[Stored records]
★ ★ ★ ★ ★ ★ ★

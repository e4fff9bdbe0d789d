//! # 命令行接口模块
//!
//! 使用 `clap` 定义了程序的命令行结构，包括子命令和参数。
//! 所有用户通过命令行与程序交互的入口点都在此模块中定义。

use clap::{Args, Parser, Subcommand};
use std::path::PathBuf;

/// 一款基于 LSB (最低有效位) 隐写术的命令行工具，用于在 8 位灰度图像中隐藏或恢复文本。
#[derive(Parser, Debug)]
#[command(
    version,
    about,
    long_about = "一款基于 LSB (最低有效位) 隐写术的命令行工具，用于在 8 位灰度图像中隐藏或恢复文本。\n输出图像始终保存为 PNG，有损格式会破坏隐藏的比特。"
)]
pub struct Cli {
    #[command(subcommand)]
    pub command: Commands,
}

/// 可用的子命令。
#[derive(Subcommand, Debug)]
pub enum Commands {
    /// 将文本隐藏到图像中，彩色图像会先转换为灰度图。
    Hide(HideArgs),

    /// 从经过隐写的灰度图像中恢复隐藏的文本。
    Recover(RecoverArgs),

    /// 显示消息对应的比特字符串。
    Binary(BinaryArgs),

    /// 显示图像最多能隐藏多少个字符。
    Capacity(CapacityArgs),
}

/// 消息来源：文本文件或命令行字符串，二者必须且只能提供一个。
#[derive(Args, Debug, Clone)]
#[group(required = true, multiple = false)]
pub struct MessageSource {
    /// 要隐藏的文本内容的文件路径。
    #[arg(short, long)]
    pub text: Option<PathBuf>,

    /// 直接在命令行中给出的消息。
    #[arg(short, long)]
    pub message: Option<String>,
}

/// 'hide' 命令所需的参数。
#[derive(Args, Debug)]
pub struct HideArgs {
    /// 用于隐写的输入图像文件路径。
    #[arg(short, long)]
    pub image: PathBuf,

    #[command(flatten)]
    pub source: MessageSource,

    /// 输出 PNG 图像的路径，默认为输入图像旁的 `doctored_<name>.png`。
    #[arg(short, long)]
    pub dest: Option<PathBuf>,

    /// 输出文件已存在时强制覆盖。
    #[arg(short, long)]
    pub force: bool,

    /// 拒绝非灰度输入，而不是自动转换。
    #[arg(long)]
    pub strict: bool,

    /// 编码前不把像素归一化为偶数。
    #[arg(long)]
    pub no_normalize: bool,
}

/// 'recover' 命令所需的参数。
#[derive(Args, Debug)]
pub struct RecoverArgs {
    /// 已隐藏文本数据的图像文件路径。
    #[arg(short, long)]
    pub image: PathBuf,

    /// 恢复文本的保存路径，默认为图像旁的 `recovered_<name>.txt`。
    #[arg(short, long)]
    pub text: Option<PathBuf>,

    /// 输出文件已存在时强制覆盖。
    #[arg(short, long)]
    pub force: bool,
}

/// 'binary' 命令所需的参数。
#[derive(Args, Debug)]
pub struct BinaryArgs {
    #[command(flatten)]
    pub source: MessageSource,
}

/// 'capacity' 命令所需的参数。
#[derive(Args, Debug)]
pub struct CapacityArgs {
    /// 要检查的图像文件路径。
    #[arg(short, long)]
    pub image: PathBuf,
}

★ ★ ★ ★ ★ ★ ★

(TASK STATEMENT):
The word to look for is "位灰度图像中隐藏或恢复文本"; copy out every line of the entries that holds it.

(TASK RESPONSE):
/// 一款基于 LSB (最低有效位) 隐写术的命令行工具，用于在 8 位灰度图像中隐藏或恢复文本。
    long_about = "一款基于 LSB (最低有效位) 隐写术的命令行工具，用于在 8 位灰度图像中隐藏或恢复文本。\n输出图像始终保存为 PNG，有损格式会破坏隐藏的比特。"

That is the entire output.